Collected data:
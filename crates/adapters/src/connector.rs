use std::sync::Arc;

use async_trait::async_trait;
use dbrowse_core::config::{ConnectionProfile, DatabaseKind};
use dbrowse_core::data_access::{Connector, DataAccess, DataAccessError};

use crate::mysql::MysqlDataAccess;
use crate::sqlite::SqliteDataAccess;

/// Opens profiles with the driver matching their kind.
#[derive(Debug, Clone, Default)]
pub struct DriverConnector;

#[async_trait]
impl Connector for DriverConnector {
    async fn connect(
        &self,
        profile: &ConnectionProfile,
    ) -> Result<Arc<dyn DataAccess>, DataAccessError> {
        match profile.kind {
            DatabaseKind::Mysql => {
                let access = MysqlDataAccess::connect(profile).await?;
                Ok(Arc::new(access))
            }
            DatabaseKind::Sqlite => {
                let path = profile
                    .database
                    .clone()
                    .filter(|path| !path.trim().is_empty())
                    .ok_or_else(|| {
                        DataAccessError::backend(format!(
                            "profile `{}` has no SQLite file path",
                            profile.name
                        ))
                    })?;
                let access = SqliteDataAccess::open_async(path).await?;
                Ok(Arc::new(access))
            }
        }
    }
}

#[cfg(test)]
mod tests {
    use dbrowse_core::config::ConnectionProfile;
    use dbrowse_core::data_access::{Connector, DataAccessError};

    use super::DriverConnector;

    #[tokio::test]
    async fn sqlite_profile_opens_file() {
        let temp_dir = tempfile::TempDir::new().expect("failed to create temp dir");
        let path = temp_dir.path().join("shop.db");
        let profile = ConnectionProfile::sqlite("shop", path.display().to_string());

        let access = DriverConnector
            .connect(&profile)
            .await
            .expect("sqlite connect should succeed");
        assert_eq!(access.database_name(), "shop");
    }

    #[tokio::test]
    async fn sqlite_profile_without_path_fails() {
        let mut profile = ConnectionProfile::sqlite("broken", "");
        profile.database = None;

        let error = DriverConnector
            .connect(&profile)
            .await
            .expect_err("missing path should fail");
        assert!(matches!(error, DataAccessError::Backend(message) if message.contains("broken")));
    }
}
use crossterm::event::{KeyCode, KeyEvent};
use ratatui::layout::Rect;
use ratatui::widgets::Paragraph;
use ratatui::Frame;

use super::{list_step, step_selection};
use crate::context::AppContext;
use crate::navigation::ViewMode;
use crate::screen::{Effect, Handoff, Reaction, Screen};
use crate::widgets::{error_line, list_line, panel, visible_window};

const HELP: &[(&str, &str)] = &[
    ("Space", "toggle"),
    ("a/n", "all / none"),
    ("Enter", "apply"),
    ("Esc", "back"),
];

#[derive(Debug, Default)]
pub struct ColumnsView {
    columns: Vec<String>,
    visible: Vec<bool>,
    selected: usize,
    error: Option<String>,
}

impl ColumnsView {
    #[must_use]
    pub fn new() -> Self {
        Self::default()
    }

    fn set_all(&mut self, visible: bool) {
        self.visible.iter_mut().for_each(|flag| *flag = visible);
    }
}

impl Screen for ColumnsView {
    fn mode(&self) -> ViewMode {
        ViewMode::Columns
    }

    fn handle_key(&mut self, key: KeyEvent, _ctx: &mut AppContext) -> Reaction {
        if let Some(step) = list_step(&key) {
            self.selected = step_selection(self.selected, self.columns.len(), step);
            return Reaction::none();
        }
        self.error = None;

        match key.code {
            KeyCode::Esc => Reaction::effect(Effect::Pop {
                fallback: ViewMode::Results,
            }),
            KeyCode::Char(' ') => {
                if let Some(flag) = self.visible.get_mut(self.selected) {
                    *flag = !*flag;
                }
                Reaction::none()
            }
            KeyCode::Char('a') => {
                self.set_all(true);
                Reaction::none()
            }
            KeyCode::Char('n') => {
                self.set_all(false);
                Reaction::none()
            }
            KeyCode::Enter if !self.visible.contains(&true) => {
                self.error = Some("Keep at least one column visible".to_string());
                Reaction::none()
            }
            KeyCode::Enter => Reaction::effect(Effect::Handoff(
                ViewMode::Results,
                Handoff::ApplyColumns(self.visible.clone()),
            ))
            .with_effect(Effect::Pop {
                fallback: ViewMode::Results,
            }),
            _ => Reaction::none(),
        }
    }

    fn accept(&mut self, handoff: Handoff, _ctx: &mut AppContext) -> Reaction {
        if let Handoff::ChooseColumns { columns, visible } = handoff {
            self.visible = (0..columns.len())
                .map(|index| visible.get(index).copied().unwrap_or(true))
                .collect();
            self.columns = columns;
            self.selected = 0;
            self.error = None;
        }
        Reaction::none()
    }

    fn render(&self, frame: &mut Frame<'_>, area: Rect, _ctx: &AppContext) {
        let height = usize::from(area.height.saturating_sub(3));
        let mut lines = visible_window(self.selected, self.columns.len(), height)
            .map(|index| {
                let mark = if self.visible[index] { "[x]" } else { "[ ]" };
                list_line(
                    format!("{mark} {}", self.columns[index]),
                    index == self.selected,
                )
            })
            .collect::<Vec<_>>();
        if let Some(error) = &self.error {
            lines.push(error_line(error));
        }
        frame.render_widget(Paragraph::new(lines).block(panel("Columns")), area);
    }

    fn help(&self) -> &'static [(&'static str, &'static str)] {
        HELP
    }
}

#[cfg(test)]
mod tests {
    use crossterm::event::KeyCode;

    use super::ColumnsView;
    use crate::event::Completion;
    use crate::navigation::ViewMode;
    use crate::screen::{Effect, Handoff, Screen};
    use crate::testing::{chr, context, key};

    fn choosing(ctx: &mut crate::context::AppContext) -> ColumnsView {
        let mut view = ColumnsView::new();
        let _ = view.accept(
            Handoff::ChooseColumns {
                columns: vec!["id".to_string(), "email".to_string(), "name".to_string()],
                visible: vec![true, false],
            },
            ctx,
        );
        view
    }

    #[test]
    fn toggled_columns_are_handed_back() {
        let (mut ctx, _dir) = context();
        let mut view = choosing(&mut ctx);
        assert_eq!(view.visible, [true, false, true]);

        let _ = view.handle_key(chr(' '), &mut ctx);
        let _ = view.handle_key(key(KeyCode::Down), &mut ctx);
        let _ = view.handle_key(chr(' '), &mut ctx);

        let reaction = view.handle_key(key(KeyCode::Enter), &mut ctx);
        assert_eq!(
            reaction.effects,
            [
                Effect::Handoff(ViewMode::Results, Handoff::ApplyColumns(vec![false, true, true])),
                Effect::Pop {
                    fallback: ViewMode::Results
                },
            ]
        );
    }

    #[test]
    fn at_least_one_column_stays_visible() {
        let (mut ctx, _dir) = context();
        let mut view = choosing(&mut ctx);

        let _ = view.handle_key(chr('n'), &mut ctx);
        assert!(view.handle_key(key(KeyCode::Enter), &mut ctx).is_empty());
        assert!(view.error.is_some());

        let _ = view.handle_key(chr('a'), &mut ctx);
        assert_eq!(view.handle_key(key(KeyCode::Enter), &mut ctx).effects.len(), 2);
    }

    #[test]
    fn background_completions_leave_the_checklist_alone() {
        let (mut ctx, _dir) = context();
        let mut view = choosing(&mut ctx);

        let reaction = view.handle_completion(Completion::StatusExpired(1), &mut ctx);
        assert!(reaction.is_empty());
        assert_eq!(view.visible, [true, false, true]);
    }
}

## The problem
What is needed is an exact printout of every line from the one with "let _ = view.handle_key(chr('a'), &mut" through the end of the data, including both, and nothing more.

## Solved problem
        let _ = view.handle_key(chr('a'), &mut ctx);
        assert_eq!(view.handle_key(key(KeyCode::Enter), &mut ctx).effects.len(), 2);
    }

    #[test]
    fn background_completions_leave_the_checklist_alone() {
        let (mut ctx, _dir) = context();
        let mut view = choosing(&mut ctx);

        let reaction = view.handle_completion(Completion::StatusExpired(1), &mut ctx);
        assert!(reaction.is_empty());
        assert_eq!(view.visible, [true, false, true]);
    }
}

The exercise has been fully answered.